2. Eating regularly helps to stabilise your energy levels. Aim to eat every 2-3 hours and always eat breakfast within an hour of waking to kick start the metabolism after an overnight rest.
3. Make sure you eat at least five portions of fruit and vegetables each day. Fruit and vegetables contain antioxidants, which support healthy mitochondria (energy producing cells).
4. Always chose wholegrain starchy carbohydrates (brown rice, quinoa, rye, oats) instead of refined carbohydrates (white bread, white pasta or white rice) as they are higher in fibre, which can support your digestion.
5. Replace saturated fatty acids (red meat and full fat dairy products) with essential fatty acids (oily fish, nuts, seeds, avocados and olive oil). Essential fatty acids may also support healthy mitochondria.
6. Eat in a setting where you feel relaxed. If you are eating in the car, in front of a computer doing work, or on the phone, you are not able to give full attention to eating, and, as a result, you may tend to eat more or eat foods that are not as healthy.
7. Before you eat take time to appreciate the colours and smell of your food. This activates the secretion of digestive enzymes to help you full digest your food.
8. Chew thoroughly. The process of digestion begins in the mouth where enzymes are secreted in saliva to break down food. If we do not properly chew and make our food morsels smaller, we may be subject to indigestion and other digestive problems.

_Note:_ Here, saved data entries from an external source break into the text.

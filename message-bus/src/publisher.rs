//! Event publisher with retry logic

use crate::{
    client::NatsClient,
    message::CloudEvent,
    metrics,
    Error, Result,
};
use async_nats::HeaderMap;
use async_trait::async_trait;
use bytes::Bytes;
use serde::{Deserialize, Serialize};
use std::sync::Arc;
use std::time::{Duration, Instant};
use tracing::{debug, error, info, warn};

/// JetStream deduplication header
pub const MSG_ID_HEADER: &str = "Nats-Msg-Id";

/// Content type of structured-mode CloudEvents
pub const CLOUDEVENTS_CONTENT_TYPE: &str = "application/cloudevents+json";

/// Anything that can deliver a CloudEvent to a subject
#[async_trait]
pub trait EventPublisher: Send + Sync {
    /// Publish one event; returns once the broker accepted it
    async fn publish_event(&self, subject: &str, event: &CloudEvent) -> Result<()>;
}

/// Publisher configuration
#[derive(Debug, Clone, Serialize, Deserialize)]
pub struct PublisherConfig {
    /// Enable JetStream persistence
    pub use_jetstream: bool,

    /// Publish timeout
    #[serde(with = "duration_millis")]
    pub publish_timeout: Duration,

    /// Max attempts, first one included
    pub max_retry_attempts: u32,

    /// Initial retry delay
    #[serde(with = "duration_millis")]
    pub initial_retry_delay: Duration,

    /// Max retry delay
    #[serde(with = "duration_millis")]
    pub max_retry_delay: Duration,
}

impl Default for PublisherConfig {
    fn default() -> Self {
        Self {
            use_jetstream: true,
            publish_timeout: Duration::from_secs(5),
            max_retry_attempts: 3,
            initial_retry_delay: Duration::from_millis(100),
            max_retry_delay: Duration::from_secs(2),
        }
    }
}

impl PublisherConfig {
    /// Delay before the given retry (1-based), doubling up to the maximum
    pub fn retry_delay(&self, retry: u32) -> Duration {
        let factor = 2u32.saturating_pow(retry.saturating_sub(1));
        self.initial_retry_delay
            .saturating_mul(factor)
            .min(self.max_retry_delay)
    }
}

mod duration_millis {
    use serde::{Deserialize, Deserializer, Serializer};
    use std::time::Duration;

    pub fn serialize<S: Serializer>(d: &Duration, s: S) -> Result<S::Ok, S::Error> {
        s.serialize_u64(d.as_millis() as u64)
    }

    pub fn deserialize<'de, D: Deserializer<'de>>(d: D) -> Result<Duration, D::Error> {
        Ok(Duration::from_millis(u64::deserialize(d)?))
    }
}

/// Event publisher
pub struct Publisher {
    client: Arc<NatsClient>,
    config: PublisherConfig,
}

impl Publisher {
    /// Create new publisher
    pub fn new(client: Arc<NatsClient>, config: PublisherConfig) -> Self {
        Self { client, config }
    }

    /// Active configuration
    pub fn config(&self) -> &PublisherConfig {
        &self.config
    }

    /// Publish with exponential backoff retry
    async fn publish_with_retry(&self, subject: &str, headers: HeaderMap, payload: Bytes) -> Result<()> {
        let mut attempts = 0;

        loop {
            attempts += 1;

            match self.publish_once(subject, headers.clone(), payload.clone()).await {
                Ok(()) => {
                    if attempts > 1 {
                        info!(subject, attempts, "Event published after retry");
                    }
                    return Ok(());
                }
                Err(e) => {
                    if !e.is_transient() || attempts >= self.config.max_retry_attempts {
                        error!(subject, attempts, error = %e, "Failed to publish event");
                        return Err(e);
                    }

                    let delay = self.config.retry_delay(attempts);
                    warn!(subject, attempts, ?delay, error = %e, "Publish failed, retrying");
                    tokio::time::sleep(delay).await;
                }
            }
        }
    }

    /// Single publish attempt
    async fn publish_once(&self, subject: &str, headers: HeaderMap, payload: Bytes) -> Result<()> {
        let timeout = self.config.publish_timeout;

        let attempt = async {
            if self.config.use_jetstream {
                let ack = self
                    .client
                    .jetstream()
                    .publish_with_headers(subject.to_string(), headers, payload)
                    .await
                    .map_err(|e| publish_error(subject, e))?;

                // Wait for the stream to persist it
                ack.await
                    .map_err(|e| Error::JetStream(format!("Publish ack failed: {}", e)))?;
            } else {
                let client = self.client.client();
                client
                    .publish_with_headers(subject.to_string(), headers, payload)
                    .await
                    .map_err(|e| publish_error(subject, e))?;

                client
                    .flush()
                    .await
                    .map_err(|e| publish_error(subject, format!("flush failed: {}", e)))?;
            }
            Ok(())
        };

        tokio::time::timeout(timeout, attempt)
            .await
            .map_err(|_| Error::Timeout(timeout.as_millis() as u64))?
    }
}

fn publish_error(subject: &str, reason: impl ToString) -> Error {
    Error::Publish {
        subject: subject.to_string(),
        reason: reason.to_string(),
    }
}

#[async_trait]
impl EventPublisher for Publisher {
    async fn publish_event(&self, subject: &str, event: &CloudEvent) -> Result<()> {
        let start = Instant::now();

        debug!(subject, event_id = %event.id, event_type = %event.event_type, "Publishing event");

        let payload = Bytes::from(event.to_bytes()?);
        let mut headers = HeaderMap::new();
        headers.insert(MSG_ID_HEADER, event.id.as_str());
        headers.insert("Content-Type", CLOUDEVENTS_CONTENT_TYPE);

        let result = self.publish_with_retry(subject, headers, payload).await;

        metrics::record_publish(subject, result.is_ok(), start.elapsed());

        result
    }
}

9. Avoid eating large meals too close to sleeping. A small pre-bed snack containing complex carbohydrates and a little protein can help to encourage sleep. Walnut butter on oatcakes is a good option as walnuts have been shown to raise levels of the sleep hormone melatonin.
10. Opt for organic when buying the foods with the highest levels of pesticides. See the top 12 list here: http://www.ewg.org/foodnews/summary/.
11. Planning in advance will help you to succeed. Write out a menu for the week and a corresponding shopping list. It will save you time in the long run and you can reuse it each week.
12. Shopping online can save time and take the stress out of supermarket shopping.